══ Data listing
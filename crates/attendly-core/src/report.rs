//! Per-identity attendance percentages over a set of records.

use crate::types::{AttendanceRecord, AttendanceStatus, Identity, IdentityId};
use chrono::NaiveDate;
use serde::{Deserialize, Serialize};
use std::collections::{BTreeSet, HashMap};

#[derive(Debug, Clone, PartialEq, Serialize, Deserialize)]
pub struct AttendanceSummary {
    pub identity_id: IdentityId,
    pub name: String,
    pub present_days: usize,
    /// Days on which anyone in the record set was present.
    pub total_days: usize,
    pub percentage: f64,
}

/// One row per identity, ordered by name then id. Records for identities
/// that are no longer enrolled still count towards `total_days`.
pub fn summarize(records: &[AttendanceRecord], identities: &[Identity]) -> Vec<AttendanceSummary> {
    let present = records.iter().filter(|r| r.status == AttendanceStatus::Present);

    let mut all_days = BTreeSet::new();
    let mut per_identity: HashMap<&str, BTreeSet<NaiveDate>> = HashMap::new();
    for r in present {
        all_days.insert(r.date);
        per_identity.entry(r.identity_id.as_str()).or_default().insert(r.date);
    }
    let total_days = all_days.len();

    let mut rows: Vec<_> = identities
        .iter()
        .map(|identity| {
            let present_days = per_identity.get(identity.id.as_str()).map_or(0, BTreeSet::len);
            let percentage = if total_days == 0 {
                0.0
            } else {
                present_days as f64 * 100.0 / total_days as f64
            };
            AttendanceSummary {
                identity_id: identity.id.clone(),
                name: identity.name.clone(),
                present_days,
                total_days,
                percentage,
            }
        })
        .collect();
    rows.sort_by(|a, b| a.name.cmp(&b.name).then_with(|| a.identity_id.cmp(&b.identity_id)));
    rows
}
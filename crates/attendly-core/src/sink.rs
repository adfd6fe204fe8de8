//! Event sink contract: where attendance transitions end up.

use crate::types::{AttendanceRecord, IdentityId};
use chrono::{NaiveDate, NaiveTime};
use serde::{Deserialize, Serialize};
use std::sync::{Arc, Mutex};
use thiserror::Error;

#[derive(Error, Debug, Clone, PartialEq)]
pub enum SinkError {
    #[error("sink unavailable: {0}")]
    Unavailable(String),
    #[error("storage error: {0}")]
    Storage(String),
    #[error("sink dispatcher closed")]
    Closed,
}

/// Inclusive calendar date range.
#[derive(Debug, Clone, Copy, PartialEq, Eq, Serialize, Deserialize)]
pub struct DateRange {
    pub from: NaiveDate,
    pub to: NaiveDate,
}

impl DateRange {
    pub fn new(from: NaiveDate, to: NaiveDate) -> Self {
        Self { from, to }
    }

    pub fn day(date: NaiveDate) -> Self {
        Self { from: date, to: date }
    }

    pub fn contains(&self, date: NaiveDate) -> bool {
        self.from <= date && date <= self.to
    }
}

/// A session tracker transition that must be persisted.
#[derive(Debug, Clone, PartialEq)]
pub enum SinkEvent {
    /// First sighting of the day.
    Record(AttendanceRecord),
    /// Close (`Some`) or re-open (`None`) the day's record.
    TimeOut {
        identity_id: IdentityId,
        date: NaiveDate,
        time_out: Option<NaiveTime>,
    },
}

impl SinkEvent {
    pub fn identity_id(&self) -> &str {
        match self {
            SinkEvent::Record(r) => &r.identity_id,
            SinkEvent::TimeOut { identity_id, .. } => identity_id,
        }
    }
}

/// Persists attendance records and answers reporting queries.
///
/// `record` must be idempotent per (identity, date): a second record for the
/// same pair keeps the first `time_in` and re-opens the record (clears
/// `time_out`), since it means the identity is present again.
pub trait EventSink: Send {
    fn record(&mut self, record: &AttendanceRecord) -> Result<(), SinkError>;

    fn update_time_out(
        &mut self,
        identity_id: &str,
        date: NaiveDate,
        time_out: Option<NaiveTime>,
    ) -> Result<(), SinkError>;

    /// Records in `range`, optionally for one identity, ordered by date then time in.
    fn query(&mut self, range: DateRange, identity_id: Option<&str>) -> Result<Vec<AttendanceRecord>, SinkError>;

    fn apply(&mut self, event: &SinkEvent) -> Result<(), SinkError> {
        match event {
            SinkEvent::Record(r) => self.record(r),
            SinkEvent::TimeOut { identity_id, date, time_out } => {
                self.update_time_out(identity_id, *date, *time_out)
            }
        }
    }
}

/// Volatile sink; clones share the same rows.
#[derive(Debug, Clone, Default)]
pub struct MemorySink {
    rows: Arc<Mutex<Vec<AttendanceRecord>>>,
}

impl MemorySink {
    pub fn new() -> Self {
        Self::default()
    }

    pub fn records(&self) -> Vec<AttendanceRecord> {
        self.rows.lock().map(|rows| rows.clone()).unwrap_or_default()
    }

    fn rows(&self) -> Result<std::sync::MutexGuard<'_, Vec<AttendanceRecord>>, SinkError> {
        self.rows.lock().map_err(|_| SinkError::Storage("memory sink poisoned".into()))
    }
}

impl EventSink for MemorySink {
    fn record(&mut self, record: &AttendanceRecord) -> Result<(), SinkError> {
        let mut rows = self.rows()?;
        match rows.iter_mut().find(|r| r.identity_id == record.identity_id && r.date == record.date) {
            Some(existing) => existing.time_out = record.time_out,
            None => rows.push(record.clone()),
        }
        Ok(())
    }

    fn update_time_out(
        &mut self,
        identity_id: &str,
        date: NaiveDate,
        time_out: Option<NaiveTime>,
    ) -> Result<(), SinkError> {
        let mut rows = self.rows()?;
        match rows.iter_mut().find(|r| r.identity_id == identity_id && r.date == date) {
            Some(row) => row.time_out = time_out,
            None => tracing::debug!(identity = identity_id, %date, "time_out update for unknown record"),
        }
        Ok(())
    }

    fn query(&mut self, range: DateRange, identity_id: Option<&str>) -> Result<Vec<AttendanceRecord>, SinkError> {
        let rows = self.rows()?;
        let mut out: Vec<_> = rows
            .iter()
            .filter(|r| range.contains(r.date))
            .filter(|r| identity_id.map_or(true, |id| r.identity_id == id))
            .cloned()
            .collect();
        out.sort_by(|a, b| (a.date, a.time_in).cmp(&(b.date, b.time_in)));
        Ok(out)
    }
}

#[cfg(test)]
mod tests {
    use super::*;
    use crate::types::AttendanceStatus;

    fn record(id: &str, day: u32, hour: u32) -> AttendanceRecord {
        AttendanceRecord {
            identity_id: id.into(),
            date: NaiveDate::from_ymd_opt(2024, 5, day).unwrap(),
            time_in: NaiveTime::from_hms_opt(hour, 0, 0).unwrap(),
            time_out: None,
            status: AttendanceStatus::Present,
        }
    }

    #[test]
    fn test_memory_sink_record_is_idempotent() {
        let mut sink = MemorySink::new();
        sink.record(&record("a", 1, 9)).unwrap();
        sink.record(&record("a", 1, 11)).unwrap();
        let rows = sink.records();
        assert_eq!(rows.len(), 1);
        assert_eq!(rows[0].time_in, NaiveTime::from_hms_opt(9, 0, 0).unwrap());
    }

    #[test]
    fn test_memory_sink_repeat_record_reopens() {
        let mut sink = MemorySink::new();
        sink.record(&record("a", 1, 9)).unwrap();
        let day = NaiveDate::from_ymd_opt(2024, 5, 1).unwrap();
        sink.update_time_out("a", day, NaiveTime::from_hms_opt(10, 0, 0)).unwrap();
        sink.record(&record("a", 1, 13)).unwrap();
        let rows = sink.records();
        assert_eq!(rows.len(), 1);
        assert_eq!(rows[0].time_out, None);
        assert_eq!(rows[0].time_in, NaiveTime::from_hms_opt(9, 0, 0).unwrap());
    }

    #[test]
    fn test_memory_sink_apply_time_out() {
        let mut sink = MemorySink::new();
        sink.apply(&SinkEvent::Record(record("a", 1, 9))).unwrap();
        let out = NaiveTime::from_hms_opt(10, 30, 0).unwrap();
        sink.apply(&SinkEvent::TimeOut {
            identity_id: "a".into(),
            date: NaiveDate::from_ymd_opt(2024, 5, 1).unwrap(),
            time_out: Some(out),
        })
        .unwrap();
        assert_eq!(sink.records()[0].time_out, Some(out));
    }

    #[test]
    fn test_memory_sink_query_filters_and_orders() {
        let mut sink = MemorySink::new();
        sink.record(&record("b", 2, 8)).unwrap();
        sink.record(&record("a", 2, 7)).unwrap();
        sink.record(&record("a", 1, 9)).unwrap();
        sink.record(&record("a", 5, 9)).unwrap();

        let range = DateRange::new(
            NaiveDate::from_ymd_opt(2024, 5, 1).unwrap(),
            NaiveDate::from_ymd_opt(2024, 5, 2).unwrap(),
        );
        let all = sink.query(range, None).unwrap();
        let keys: Vec<_> = all.iter().map(|r| (r.identity_id.as_str(), r.date.format("%d").to_string())).collect();
        assert_eq!(keys, vec![("a", "01".into()), ("a", "02".into()), ("b", "02".into())]);

        let only_b = sink.query(range, Some("b")).unwrap();
        assert_eq!(only_b.len(), 1);
    }
}
use anyhow::Context;
use shieldsim::decision::RemoteSource;
use shieldsim::orchestration::ConfigScope;
use shieldsim::{api, init_db, Config, DecisionRegistry, EngineMode, Orchestrator, Repository};
use std::net::SocketAddr;
use std::sync::Arc;

#[tokio::main]
async fn main() -> anyhow::Result<()> {
    // Initialize tracing
    tracing_subscriber::fmt()
        .with_env_filter(
            tracing_subscriber::EnvFilter::from_default_env()
                .add_directive(tracing_subscriber::filter::LevelFilter::INFO.into()),
        )
        .init();

    let config = Config::from_env().context("loading configuration")?;
    let port = config.port;

    let pool = init_db(&config.database_path)
        .await
        .with_context(|| format!("initializing database at {}", config.database_path))?;
    let repo = Arc::new(Repository::new(pool));

    let mut registry = DecisionRegistry::with_builtins();
    if config.engine_mode == EngineMode::Live {
        let url = config
            .engine_api_url
            .clone()
            .context("ENGINE_API_URL is required in LIVE mode")?;
        registry
            .register("remote", Arc::new(RemoteSource::new(url)))
            .context("registering remote decision source")?;
    }

    // Scenario runs read their configuration from a snapshot, never the live environment.
    let orchestrator = Arc::new(Orchestrator::new(registry, ConfigScope::from_process_env()));
    let app = api::create_router(api::AppState::new(repo, config, orchestrator));

    let addr = SocketAddr::from(([127, 0, 0, 1], port));
    let listener = tokio::net::TcpListener::bind(&addr)
        .await
        .with_context(|| format!("binding to {}", addr))?;

    tracing::info!("Server listening on {}", addr);

    axum::serve(listener, app).await.context("server error")?;
    Ok(())
}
════
Task goal
Look through the entries and return every line where "usize" appears.

Answer for the task
    pub present_days: usize,
    pub total_days: usize,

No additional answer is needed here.